== Data under study

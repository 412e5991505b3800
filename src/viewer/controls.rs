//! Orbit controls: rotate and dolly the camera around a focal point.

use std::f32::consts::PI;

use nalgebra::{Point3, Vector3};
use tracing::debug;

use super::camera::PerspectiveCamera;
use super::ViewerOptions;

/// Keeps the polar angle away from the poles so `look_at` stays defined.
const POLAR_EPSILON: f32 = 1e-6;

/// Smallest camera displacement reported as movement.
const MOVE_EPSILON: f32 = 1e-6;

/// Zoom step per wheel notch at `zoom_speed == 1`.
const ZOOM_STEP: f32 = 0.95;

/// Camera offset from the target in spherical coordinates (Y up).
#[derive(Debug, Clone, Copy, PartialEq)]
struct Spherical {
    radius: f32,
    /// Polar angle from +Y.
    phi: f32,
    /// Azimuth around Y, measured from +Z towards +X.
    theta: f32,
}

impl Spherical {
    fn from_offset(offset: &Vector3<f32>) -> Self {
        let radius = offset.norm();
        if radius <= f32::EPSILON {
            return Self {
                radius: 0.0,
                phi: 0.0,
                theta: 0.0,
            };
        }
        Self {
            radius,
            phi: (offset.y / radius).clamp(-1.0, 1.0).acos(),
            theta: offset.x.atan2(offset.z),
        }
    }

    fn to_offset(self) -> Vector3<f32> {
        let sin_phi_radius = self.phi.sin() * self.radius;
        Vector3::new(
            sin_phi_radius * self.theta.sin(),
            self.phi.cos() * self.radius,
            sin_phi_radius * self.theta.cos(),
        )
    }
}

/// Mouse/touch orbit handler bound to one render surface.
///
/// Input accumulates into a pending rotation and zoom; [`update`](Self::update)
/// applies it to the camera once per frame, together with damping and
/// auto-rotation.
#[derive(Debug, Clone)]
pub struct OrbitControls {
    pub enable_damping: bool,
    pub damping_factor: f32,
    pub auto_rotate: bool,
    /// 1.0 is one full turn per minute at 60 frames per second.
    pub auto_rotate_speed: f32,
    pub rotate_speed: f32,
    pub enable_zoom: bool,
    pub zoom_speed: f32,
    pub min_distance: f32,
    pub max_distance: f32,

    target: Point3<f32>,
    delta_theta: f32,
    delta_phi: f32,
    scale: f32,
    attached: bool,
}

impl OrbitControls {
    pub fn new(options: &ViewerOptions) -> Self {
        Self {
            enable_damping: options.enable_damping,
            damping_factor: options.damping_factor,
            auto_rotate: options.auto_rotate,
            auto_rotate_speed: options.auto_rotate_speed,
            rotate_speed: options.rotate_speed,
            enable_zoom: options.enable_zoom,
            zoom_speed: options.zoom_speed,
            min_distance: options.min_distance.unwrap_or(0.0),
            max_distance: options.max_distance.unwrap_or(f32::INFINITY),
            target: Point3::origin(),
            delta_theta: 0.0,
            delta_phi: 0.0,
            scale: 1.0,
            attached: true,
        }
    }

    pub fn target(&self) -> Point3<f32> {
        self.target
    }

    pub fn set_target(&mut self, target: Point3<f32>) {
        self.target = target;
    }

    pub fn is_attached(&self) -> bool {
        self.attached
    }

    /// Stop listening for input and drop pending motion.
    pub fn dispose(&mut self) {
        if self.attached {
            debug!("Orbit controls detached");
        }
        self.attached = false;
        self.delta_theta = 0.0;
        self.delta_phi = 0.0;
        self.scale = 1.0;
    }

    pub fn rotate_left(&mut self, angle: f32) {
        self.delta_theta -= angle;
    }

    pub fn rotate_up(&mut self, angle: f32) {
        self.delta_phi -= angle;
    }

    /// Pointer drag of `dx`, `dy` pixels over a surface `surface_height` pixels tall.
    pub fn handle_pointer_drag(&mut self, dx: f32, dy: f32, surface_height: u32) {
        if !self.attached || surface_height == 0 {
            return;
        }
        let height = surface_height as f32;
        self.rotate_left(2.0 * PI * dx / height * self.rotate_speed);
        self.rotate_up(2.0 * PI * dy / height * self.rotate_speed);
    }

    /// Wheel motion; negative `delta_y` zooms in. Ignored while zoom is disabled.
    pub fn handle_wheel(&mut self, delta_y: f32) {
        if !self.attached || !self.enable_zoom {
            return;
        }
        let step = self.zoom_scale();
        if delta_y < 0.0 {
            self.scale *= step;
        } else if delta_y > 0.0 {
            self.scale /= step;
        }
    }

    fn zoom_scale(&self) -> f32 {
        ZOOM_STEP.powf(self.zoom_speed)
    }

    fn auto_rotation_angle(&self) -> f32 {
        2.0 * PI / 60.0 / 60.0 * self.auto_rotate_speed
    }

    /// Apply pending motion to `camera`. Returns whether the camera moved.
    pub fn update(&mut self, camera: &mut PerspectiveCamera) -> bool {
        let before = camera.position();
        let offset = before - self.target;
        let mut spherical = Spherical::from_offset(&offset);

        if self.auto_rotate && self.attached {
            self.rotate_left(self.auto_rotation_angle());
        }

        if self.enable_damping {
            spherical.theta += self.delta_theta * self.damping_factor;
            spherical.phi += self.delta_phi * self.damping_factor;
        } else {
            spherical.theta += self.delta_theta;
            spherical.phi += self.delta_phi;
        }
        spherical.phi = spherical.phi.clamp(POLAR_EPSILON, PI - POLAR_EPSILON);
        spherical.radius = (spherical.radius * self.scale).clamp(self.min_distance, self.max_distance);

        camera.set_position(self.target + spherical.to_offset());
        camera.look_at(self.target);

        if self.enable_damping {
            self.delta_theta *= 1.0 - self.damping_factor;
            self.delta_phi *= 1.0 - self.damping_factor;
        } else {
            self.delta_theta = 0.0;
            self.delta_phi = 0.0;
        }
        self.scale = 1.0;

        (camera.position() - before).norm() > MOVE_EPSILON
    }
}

====

What is expected. Using the data above, repeat exactly the lines that begin at the line with "filename src/viewer/controls.rs" and end at the line with "const POLAR_EPSILON: f32 = 1e-6;", both ends included.

Response to the exercise.
filename src/viewer/controls.rs
//! Orbit controls: rotate and dolly the camera around a focal point.

use std::f32::consts::PI;

use nalgebra::{Point3, Vector3};
use tracing::debug;

use super::camera::PerspectiveCamera;
use super::ViewerOptions;

/// Keeps the polar angle away from the poles so `look_at` stays defined.
const POLAR_EPSILON: f32 = 1e-6;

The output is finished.